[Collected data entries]
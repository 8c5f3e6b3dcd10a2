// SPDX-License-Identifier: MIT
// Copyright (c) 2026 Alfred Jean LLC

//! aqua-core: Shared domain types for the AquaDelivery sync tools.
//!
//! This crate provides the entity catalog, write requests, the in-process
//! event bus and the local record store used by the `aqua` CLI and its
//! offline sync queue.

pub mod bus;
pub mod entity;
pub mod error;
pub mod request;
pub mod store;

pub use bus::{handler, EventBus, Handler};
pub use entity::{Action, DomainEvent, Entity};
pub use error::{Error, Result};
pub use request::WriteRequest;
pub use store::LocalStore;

* * *

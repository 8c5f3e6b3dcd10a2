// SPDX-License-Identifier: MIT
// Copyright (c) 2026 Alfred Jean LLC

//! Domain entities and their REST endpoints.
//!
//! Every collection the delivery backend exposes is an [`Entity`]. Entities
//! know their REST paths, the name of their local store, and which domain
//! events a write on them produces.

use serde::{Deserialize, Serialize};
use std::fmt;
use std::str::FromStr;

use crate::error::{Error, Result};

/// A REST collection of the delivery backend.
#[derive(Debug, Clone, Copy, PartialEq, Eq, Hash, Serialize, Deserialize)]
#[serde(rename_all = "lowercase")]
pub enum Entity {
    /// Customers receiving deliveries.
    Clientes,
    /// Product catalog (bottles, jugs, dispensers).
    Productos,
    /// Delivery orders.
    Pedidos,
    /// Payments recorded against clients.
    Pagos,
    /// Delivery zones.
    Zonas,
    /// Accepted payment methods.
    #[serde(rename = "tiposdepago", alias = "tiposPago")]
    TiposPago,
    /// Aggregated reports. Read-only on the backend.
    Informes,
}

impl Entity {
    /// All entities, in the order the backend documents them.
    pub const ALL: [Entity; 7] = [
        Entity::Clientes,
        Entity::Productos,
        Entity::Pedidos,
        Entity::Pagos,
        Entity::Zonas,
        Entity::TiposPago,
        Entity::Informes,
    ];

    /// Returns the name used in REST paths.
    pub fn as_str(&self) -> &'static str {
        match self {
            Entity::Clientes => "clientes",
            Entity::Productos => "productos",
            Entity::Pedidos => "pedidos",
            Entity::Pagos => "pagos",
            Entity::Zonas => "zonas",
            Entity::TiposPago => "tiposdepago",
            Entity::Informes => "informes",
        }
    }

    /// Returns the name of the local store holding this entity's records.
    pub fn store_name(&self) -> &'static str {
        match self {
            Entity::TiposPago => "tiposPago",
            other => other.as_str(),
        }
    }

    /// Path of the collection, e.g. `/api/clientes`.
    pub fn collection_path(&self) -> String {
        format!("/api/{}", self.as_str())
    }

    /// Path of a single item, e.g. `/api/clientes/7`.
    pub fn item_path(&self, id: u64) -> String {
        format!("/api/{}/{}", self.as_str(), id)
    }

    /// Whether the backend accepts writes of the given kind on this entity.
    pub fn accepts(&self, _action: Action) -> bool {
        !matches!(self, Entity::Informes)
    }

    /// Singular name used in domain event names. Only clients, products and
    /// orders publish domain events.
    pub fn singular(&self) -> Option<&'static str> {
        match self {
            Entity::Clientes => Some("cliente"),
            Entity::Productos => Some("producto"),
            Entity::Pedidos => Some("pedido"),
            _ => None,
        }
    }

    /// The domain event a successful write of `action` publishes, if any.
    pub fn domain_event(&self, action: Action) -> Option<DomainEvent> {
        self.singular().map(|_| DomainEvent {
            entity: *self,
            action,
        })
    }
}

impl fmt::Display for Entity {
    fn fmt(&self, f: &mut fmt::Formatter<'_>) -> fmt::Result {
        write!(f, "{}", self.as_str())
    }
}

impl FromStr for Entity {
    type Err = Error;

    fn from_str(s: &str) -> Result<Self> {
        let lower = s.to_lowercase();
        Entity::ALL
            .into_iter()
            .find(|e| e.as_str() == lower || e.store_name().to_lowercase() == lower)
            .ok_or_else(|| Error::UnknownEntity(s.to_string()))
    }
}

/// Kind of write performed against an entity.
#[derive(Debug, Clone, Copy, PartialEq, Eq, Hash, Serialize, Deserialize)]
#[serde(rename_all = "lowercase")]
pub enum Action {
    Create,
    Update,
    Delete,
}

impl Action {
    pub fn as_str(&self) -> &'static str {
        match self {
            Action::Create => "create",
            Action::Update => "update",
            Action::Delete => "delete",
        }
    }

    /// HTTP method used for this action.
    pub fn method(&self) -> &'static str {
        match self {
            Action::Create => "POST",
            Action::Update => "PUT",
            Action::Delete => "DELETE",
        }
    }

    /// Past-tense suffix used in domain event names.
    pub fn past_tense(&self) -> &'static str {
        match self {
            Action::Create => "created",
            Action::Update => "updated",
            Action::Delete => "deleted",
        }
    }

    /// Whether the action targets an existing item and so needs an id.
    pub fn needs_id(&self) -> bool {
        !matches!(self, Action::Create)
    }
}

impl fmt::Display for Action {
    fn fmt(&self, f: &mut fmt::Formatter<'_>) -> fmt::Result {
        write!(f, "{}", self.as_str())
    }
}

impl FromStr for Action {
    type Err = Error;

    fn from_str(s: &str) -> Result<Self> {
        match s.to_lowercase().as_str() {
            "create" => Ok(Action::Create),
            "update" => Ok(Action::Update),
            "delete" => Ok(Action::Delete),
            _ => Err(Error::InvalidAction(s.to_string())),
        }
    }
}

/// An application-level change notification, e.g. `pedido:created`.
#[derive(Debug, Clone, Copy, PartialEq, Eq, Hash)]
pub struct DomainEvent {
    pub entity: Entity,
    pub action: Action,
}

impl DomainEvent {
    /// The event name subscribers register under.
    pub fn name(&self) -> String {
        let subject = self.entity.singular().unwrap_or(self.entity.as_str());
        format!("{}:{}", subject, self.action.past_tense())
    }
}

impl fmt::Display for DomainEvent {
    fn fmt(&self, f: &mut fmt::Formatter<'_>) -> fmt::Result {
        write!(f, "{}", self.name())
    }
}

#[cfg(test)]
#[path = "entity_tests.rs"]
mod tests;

==

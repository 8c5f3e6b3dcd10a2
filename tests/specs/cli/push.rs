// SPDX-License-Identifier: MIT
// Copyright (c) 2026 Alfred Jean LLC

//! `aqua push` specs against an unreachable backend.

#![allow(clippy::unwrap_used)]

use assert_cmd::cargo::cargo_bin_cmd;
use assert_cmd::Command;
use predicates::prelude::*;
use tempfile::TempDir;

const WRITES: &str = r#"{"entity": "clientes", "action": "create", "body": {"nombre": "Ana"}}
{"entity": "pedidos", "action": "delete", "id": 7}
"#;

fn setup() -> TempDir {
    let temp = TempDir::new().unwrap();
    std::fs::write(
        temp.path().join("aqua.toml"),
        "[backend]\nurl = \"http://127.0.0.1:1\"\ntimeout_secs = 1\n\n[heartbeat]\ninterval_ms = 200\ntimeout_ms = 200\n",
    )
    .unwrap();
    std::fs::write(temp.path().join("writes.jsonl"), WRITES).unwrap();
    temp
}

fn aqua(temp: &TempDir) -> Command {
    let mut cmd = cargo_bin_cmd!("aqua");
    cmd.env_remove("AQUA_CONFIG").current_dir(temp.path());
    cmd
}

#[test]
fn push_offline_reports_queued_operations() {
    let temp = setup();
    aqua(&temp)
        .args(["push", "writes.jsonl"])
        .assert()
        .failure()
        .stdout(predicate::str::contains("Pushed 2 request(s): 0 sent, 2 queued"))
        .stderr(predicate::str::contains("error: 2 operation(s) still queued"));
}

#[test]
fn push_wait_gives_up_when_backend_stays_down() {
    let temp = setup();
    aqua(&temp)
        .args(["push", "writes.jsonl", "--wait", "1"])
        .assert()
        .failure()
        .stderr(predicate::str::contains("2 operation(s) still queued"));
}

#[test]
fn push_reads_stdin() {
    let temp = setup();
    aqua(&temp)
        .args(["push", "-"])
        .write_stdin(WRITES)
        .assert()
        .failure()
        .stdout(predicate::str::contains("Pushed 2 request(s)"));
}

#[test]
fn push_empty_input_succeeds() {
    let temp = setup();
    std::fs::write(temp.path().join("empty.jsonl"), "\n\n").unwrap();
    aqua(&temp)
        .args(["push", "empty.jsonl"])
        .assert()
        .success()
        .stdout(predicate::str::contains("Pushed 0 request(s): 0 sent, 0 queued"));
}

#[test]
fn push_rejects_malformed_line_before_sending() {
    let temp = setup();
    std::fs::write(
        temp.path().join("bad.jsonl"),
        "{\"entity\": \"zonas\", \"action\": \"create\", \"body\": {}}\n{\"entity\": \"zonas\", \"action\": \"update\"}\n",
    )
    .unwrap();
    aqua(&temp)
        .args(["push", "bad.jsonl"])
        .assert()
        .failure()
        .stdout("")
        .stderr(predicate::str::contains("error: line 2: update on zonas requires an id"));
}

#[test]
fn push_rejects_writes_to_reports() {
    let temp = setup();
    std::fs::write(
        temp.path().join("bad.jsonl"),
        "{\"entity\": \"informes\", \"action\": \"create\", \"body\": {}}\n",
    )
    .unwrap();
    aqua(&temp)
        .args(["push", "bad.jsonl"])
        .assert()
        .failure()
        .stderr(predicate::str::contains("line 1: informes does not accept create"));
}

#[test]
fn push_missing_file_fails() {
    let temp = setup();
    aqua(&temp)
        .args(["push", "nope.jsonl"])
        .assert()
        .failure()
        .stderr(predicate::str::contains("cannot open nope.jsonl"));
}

● **REQUIREMENT**
Tell me how many lines in the entries contain the string "Display", and give nothing besides that number.

● **EXERCISE SOLUTION**
3